### The problem
Please repeat the lines below, exactly and only, from the one that holds "let suffix: u16" through the one that holds "use anyhow::Result;".

═══ Recorded information ═══

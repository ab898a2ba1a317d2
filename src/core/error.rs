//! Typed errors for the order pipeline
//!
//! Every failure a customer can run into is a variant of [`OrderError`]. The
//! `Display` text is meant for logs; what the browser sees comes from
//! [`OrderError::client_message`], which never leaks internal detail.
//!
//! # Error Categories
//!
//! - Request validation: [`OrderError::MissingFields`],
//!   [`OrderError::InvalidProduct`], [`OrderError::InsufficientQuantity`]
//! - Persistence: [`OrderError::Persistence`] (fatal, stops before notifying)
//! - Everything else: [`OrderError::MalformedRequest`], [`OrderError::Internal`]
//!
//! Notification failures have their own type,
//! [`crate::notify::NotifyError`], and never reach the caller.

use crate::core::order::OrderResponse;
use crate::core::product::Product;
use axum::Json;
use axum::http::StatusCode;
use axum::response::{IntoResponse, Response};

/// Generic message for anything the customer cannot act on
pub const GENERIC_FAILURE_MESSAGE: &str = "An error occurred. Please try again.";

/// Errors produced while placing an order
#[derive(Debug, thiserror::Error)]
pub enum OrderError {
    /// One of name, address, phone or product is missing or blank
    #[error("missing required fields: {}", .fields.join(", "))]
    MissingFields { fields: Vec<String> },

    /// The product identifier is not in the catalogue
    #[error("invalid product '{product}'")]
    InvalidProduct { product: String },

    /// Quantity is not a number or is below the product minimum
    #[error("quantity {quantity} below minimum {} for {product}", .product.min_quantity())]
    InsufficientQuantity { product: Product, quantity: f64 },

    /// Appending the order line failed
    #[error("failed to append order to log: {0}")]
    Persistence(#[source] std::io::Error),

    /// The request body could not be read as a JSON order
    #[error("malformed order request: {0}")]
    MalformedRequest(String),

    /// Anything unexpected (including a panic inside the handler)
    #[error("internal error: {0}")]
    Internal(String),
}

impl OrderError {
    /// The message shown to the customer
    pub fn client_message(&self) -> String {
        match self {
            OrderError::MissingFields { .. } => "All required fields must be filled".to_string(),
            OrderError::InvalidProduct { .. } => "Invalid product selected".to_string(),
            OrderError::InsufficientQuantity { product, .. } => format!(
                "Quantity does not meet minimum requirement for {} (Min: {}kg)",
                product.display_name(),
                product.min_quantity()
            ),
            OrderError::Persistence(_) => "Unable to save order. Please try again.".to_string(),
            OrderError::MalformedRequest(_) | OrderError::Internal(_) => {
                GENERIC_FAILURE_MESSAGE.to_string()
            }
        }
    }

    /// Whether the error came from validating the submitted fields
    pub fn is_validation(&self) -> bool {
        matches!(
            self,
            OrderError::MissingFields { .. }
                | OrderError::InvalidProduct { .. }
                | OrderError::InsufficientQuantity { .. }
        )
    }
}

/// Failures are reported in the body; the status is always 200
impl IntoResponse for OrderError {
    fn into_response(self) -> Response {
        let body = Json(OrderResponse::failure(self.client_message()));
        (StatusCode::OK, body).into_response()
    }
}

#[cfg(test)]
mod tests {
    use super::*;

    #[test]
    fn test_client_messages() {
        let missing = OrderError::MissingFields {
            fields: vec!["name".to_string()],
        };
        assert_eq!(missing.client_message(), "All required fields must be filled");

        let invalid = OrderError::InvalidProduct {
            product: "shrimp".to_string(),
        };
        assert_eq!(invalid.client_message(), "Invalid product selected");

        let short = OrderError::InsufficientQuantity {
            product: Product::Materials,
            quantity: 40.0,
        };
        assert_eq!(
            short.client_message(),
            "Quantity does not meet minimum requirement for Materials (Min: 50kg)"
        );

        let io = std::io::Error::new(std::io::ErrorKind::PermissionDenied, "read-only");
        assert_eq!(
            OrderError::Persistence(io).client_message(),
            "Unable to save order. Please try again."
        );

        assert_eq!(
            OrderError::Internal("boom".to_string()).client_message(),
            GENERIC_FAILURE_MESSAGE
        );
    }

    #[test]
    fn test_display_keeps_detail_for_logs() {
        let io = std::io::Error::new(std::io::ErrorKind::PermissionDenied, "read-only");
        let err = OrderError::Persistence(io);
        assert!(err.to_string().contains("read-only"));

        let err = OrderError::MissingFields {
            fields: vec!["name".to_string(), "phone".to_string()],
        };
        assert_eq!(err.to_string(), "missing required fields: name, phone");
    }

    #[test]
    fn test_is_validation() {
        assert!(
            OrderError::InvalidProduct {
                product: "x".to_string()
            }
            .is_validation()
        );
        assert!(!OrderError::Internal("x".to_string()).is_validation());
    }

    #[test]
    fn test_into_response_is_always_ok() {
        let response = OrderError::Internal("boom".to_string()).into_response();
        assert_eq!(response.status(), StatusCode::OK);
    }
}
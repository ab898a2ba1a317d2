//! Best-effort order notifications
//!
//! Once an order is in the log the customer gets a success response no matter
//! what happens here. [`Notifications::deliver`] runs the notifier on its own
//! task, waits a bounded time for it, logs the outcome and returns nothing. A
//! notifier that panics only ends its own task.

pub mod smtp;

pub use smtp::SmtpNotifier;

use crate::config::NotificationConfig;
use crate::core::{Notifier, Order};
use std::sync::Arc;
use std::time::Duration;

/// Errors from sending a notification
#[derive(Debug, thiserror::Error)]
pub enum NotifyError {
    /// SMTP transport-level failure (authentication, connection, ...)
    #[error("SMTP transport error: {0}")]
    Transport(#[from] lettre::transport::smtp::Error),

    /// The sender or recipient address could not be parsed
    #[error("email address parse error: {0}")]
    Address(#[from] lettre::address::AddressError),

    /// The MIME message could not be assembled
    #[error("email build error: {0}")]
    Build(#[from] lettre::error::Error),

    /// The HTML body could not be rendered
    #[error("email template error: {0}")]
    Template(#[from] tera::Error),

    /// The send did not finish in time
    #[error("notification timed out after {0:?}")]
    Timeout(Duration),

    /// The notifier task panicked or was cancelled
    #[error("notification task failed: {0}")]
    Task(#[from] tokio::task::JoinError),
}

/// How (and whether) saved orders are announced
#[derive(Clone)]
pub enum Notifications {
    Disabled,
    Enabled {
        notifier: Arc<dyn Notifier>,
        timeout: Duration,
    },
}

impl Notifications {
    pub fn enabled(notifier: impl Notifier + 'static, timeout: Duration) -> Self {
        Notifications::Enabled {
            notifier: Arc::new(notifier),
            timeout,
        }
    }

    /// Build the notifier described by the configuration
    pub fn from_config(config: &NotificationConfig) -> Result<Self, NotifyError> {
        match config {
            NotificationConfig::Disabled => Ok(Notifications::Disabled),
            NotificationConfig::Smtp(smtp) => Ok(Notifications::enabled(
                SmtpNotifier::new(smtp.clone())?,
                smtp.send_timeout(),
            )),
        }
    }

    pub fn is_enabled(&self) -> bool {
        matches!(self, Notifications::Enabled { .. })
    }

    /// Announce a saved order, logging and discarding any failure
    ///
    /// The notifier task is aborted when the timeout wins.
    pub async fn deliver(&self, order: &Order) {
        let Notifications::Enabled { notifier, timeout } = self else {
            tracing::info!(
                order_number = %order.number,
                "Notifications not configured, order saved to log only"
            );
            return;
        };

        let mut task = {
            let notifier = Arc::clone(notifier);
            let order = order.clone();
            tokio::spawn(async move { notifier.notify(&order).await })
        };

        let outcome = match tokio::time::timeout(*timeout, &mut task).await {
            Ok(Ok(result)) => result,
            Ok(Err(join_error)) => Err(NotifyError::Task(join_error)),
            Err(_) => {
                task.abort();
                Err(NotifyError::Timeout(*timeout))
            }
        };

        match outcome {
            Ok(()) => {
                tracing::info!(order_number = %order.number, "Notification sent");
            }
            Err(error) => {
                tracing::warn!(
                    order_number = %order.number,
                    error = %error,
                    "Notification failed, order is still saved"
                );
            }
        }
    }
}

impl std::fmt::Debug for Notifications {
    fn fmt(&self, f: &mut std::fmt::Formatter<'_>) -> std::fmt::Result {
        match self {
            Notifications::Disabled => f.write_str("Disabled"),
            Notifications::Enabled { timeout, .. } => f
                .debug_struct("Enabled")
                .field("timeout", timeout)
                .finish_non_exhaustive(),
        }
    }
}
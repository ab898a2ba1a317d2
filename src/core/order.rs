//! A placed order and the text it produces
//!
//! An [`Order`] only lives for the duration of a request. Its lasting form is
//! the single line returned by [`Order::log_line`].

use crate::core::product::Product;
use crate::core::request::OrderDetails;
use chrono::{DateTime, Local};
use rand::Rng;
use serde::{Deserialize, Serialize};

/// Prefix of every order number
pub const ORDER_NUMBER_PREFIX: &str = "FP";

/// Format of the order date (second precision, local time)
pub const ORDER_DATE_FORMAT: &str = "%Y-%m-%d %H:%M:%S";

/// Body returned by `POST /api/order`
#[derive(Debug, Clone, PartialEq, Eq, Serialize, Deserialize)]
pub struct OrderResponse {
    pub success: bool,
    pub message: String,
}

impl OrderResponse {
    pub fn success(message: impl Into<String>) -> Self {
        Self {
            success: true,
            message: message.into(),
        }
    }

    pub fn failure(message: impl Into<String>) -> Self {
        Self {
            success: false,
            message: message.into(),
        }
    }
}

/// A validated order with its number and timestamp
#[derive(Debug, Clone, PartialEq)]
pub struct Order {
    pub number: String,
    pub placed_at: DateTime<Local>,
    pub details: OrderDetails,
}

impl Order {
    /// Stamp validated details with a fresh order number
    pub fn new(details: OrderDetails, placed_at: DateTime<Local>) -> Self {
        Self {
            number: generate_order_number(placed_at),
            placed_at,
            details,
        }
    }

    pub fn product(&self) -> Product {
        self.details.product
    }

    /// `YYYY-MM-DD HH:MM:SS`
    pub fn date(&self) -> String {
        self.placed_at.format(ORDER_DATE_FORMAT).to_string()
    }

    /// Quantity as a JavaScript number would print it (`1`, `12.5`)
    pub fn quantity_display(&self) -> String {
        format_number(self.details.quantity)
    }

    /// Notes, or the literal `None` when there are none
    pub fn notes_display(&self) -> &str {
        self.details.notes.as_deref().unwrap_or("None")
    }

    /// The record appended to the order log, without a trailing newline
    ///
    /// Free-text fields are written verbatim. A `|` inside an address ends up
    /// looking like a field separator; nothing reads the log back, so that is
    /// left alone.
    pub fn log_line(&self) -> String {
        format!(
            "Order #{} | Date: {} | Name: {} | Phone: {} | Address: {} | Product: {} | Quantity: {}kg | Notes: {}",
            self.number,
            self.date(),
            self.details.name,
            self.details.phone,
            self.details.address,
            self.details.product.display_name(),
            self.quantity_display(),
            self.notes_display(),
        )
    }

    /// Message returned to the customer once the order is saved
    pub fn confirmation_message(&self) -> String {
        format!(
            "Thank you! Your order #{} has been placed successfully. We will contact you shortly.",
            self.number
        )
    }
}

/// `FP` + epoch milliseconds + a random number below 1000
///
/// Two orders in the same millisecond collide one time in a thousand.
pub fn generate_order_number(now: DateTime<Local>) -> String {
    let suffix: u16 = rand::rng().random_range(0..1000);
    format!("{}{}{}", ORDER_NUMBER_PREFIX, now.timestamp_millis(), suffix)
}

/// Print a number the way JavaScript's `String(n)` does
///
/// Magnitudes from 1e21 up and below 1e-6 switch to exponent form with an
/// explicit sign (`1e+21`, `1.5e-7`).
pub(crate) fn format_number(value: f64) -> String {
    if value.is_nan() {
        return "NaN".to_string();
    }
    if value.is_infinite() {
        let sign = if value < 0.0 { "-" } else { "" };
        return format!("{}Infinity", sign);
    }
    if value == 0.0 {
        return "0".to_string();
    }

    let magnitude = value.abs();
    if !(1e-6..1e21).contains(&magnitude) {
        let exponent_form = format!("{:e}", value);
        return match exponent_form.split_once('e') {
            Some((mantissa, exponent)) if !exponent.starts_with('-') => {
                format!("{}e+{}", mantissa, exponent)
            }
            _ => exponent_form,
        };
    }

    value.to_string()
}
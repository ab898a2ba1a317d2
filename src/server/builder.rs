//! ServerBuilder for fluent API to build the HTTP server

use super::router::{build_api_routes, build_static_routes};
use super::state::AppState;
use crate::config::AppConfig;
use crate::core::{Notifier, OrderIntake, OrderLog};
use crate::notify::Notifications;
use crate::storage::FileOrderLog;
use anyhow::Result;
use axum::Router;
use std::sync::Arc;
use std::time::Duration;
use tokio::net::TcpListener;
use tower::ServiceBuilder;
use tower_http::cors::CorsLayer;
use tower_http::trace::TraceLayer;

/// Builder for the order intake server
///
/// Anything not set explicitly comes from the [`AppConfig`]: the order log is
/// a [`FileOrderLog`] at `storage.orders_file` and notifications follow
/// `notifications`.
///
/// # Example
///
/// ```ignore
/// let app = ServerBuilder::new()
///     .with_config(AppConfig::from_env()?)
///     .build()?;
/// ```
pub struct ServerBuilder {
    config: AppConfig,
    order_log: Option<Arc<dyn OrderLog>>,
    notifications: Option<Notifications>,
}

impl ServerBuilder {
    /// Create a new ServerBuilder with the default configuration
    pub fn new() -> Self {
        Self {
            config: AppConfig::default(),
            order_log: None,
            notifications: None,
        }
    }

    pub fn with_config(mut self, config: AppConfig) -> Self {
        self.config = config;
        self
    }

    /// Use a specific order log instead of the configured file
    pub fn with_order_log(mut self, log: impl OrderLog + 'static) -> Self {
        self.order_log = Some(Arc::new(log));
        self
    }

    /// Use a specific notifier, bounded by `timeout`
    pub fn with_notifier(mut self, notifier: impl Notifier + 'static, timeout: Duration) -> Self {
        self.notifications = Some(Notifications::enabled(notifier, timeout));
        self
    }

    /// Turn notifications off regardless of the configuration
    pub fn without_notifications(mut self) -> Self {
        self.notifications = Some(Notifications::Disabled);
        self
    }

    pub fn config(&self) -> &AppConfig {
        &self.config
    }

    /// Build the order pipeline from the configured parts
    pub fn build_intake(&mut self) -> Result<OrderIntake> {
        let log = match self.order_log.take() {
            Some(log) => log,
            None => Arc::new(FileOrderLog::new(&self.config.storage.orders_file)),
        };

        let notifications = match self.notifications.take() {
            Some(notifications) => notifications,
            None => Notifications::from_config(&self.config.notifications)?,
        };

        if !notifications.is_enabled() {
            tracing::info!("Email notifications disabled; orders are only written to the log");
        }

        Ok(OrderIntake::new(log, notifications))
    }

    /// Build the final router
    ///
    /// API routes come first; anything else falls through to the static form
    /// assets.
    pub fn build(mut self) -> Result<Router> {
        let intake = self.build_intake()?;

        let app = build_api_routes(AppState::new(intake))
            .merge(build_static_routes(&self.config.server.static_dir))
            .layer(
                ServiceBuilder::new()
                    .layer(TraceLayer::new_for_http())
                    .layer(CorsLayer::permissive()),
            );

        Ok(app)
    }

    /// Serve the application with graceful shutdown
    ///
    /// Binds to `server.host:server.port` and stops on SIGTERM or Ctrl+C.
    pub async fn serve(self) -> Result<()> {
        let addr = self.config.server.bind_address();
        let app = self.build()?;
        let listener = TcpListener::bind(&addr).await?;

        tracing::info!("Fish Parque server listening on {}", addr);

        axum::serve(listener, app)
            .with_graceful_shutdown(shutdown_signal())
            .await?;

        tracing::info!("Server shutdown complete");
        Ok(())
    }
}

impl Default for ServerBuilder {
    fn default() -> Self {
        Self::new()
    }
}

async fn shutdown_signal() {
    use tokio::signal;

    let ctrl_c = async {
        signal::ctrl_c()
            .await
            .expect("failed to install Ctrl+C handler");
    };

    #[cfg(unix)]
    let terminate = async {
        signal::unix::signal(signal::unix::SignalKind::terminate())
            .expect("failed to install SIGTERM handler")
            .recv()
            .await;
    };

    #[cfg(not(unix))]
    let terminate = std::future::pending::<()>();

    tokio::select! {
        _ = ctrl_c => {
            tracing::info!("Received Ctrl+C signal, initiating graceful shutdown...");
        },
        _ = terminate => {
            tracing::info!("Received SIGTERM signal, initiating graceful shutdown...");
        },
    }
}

═══

### Answer for the task
    let suffix: u16 = rand::rng().random_range(0..1000);
    format!("{}{}{}", ORDER_NUMBER_PREFIX, now.timestamp_millis(), suffix)
}

/// Print a number the way JavaScript's `String(n)` does
///
/// Magnitudes from 1e21 up and below 1e-6 switch to exponent form with an
/// explicit sign (`1e+21`, `1.5e-7`).
pub(crate) fn format_number(value: f64) -> String {
    if value.is_nan() {
        return "NaN".to_string();
    }
    if value.is_infinite() {
        let sign = if value < 0.0 { "-" } else { "" };
        return format!("{}Infinity", sign);
    }
    if value == 0.0 {
        return "0".to_string();
    }

    let magnitude = value.abs();
    if !(1e-6..1e21).contains(&magnitude) {
        let exponent_form = format!("{:e}", value);
        return match exponent_form.split_once('e') {
            Some((mantissa, exponent)) if !exponent.starts_with('-') => {
                format!("{}e+{}", mantissa, exponent)
            }
            _ => exponent_form,
        };
    }

    value.to_string()
}
repository ab898a2ba1a317d2
filename src/server/builder.rs
//! ServerBuilder for fluent API to build the HTTP server

use super::router::{build_api_routes, build_static_routes};
use super::state::AppState;
use crate::config::AppConfig;
use crate::core::{Notifier, OrderIntake, OrderLog};
use crate::notify::Notifications;
use crate::storage::FileOrderLog;
use anyhow::Result;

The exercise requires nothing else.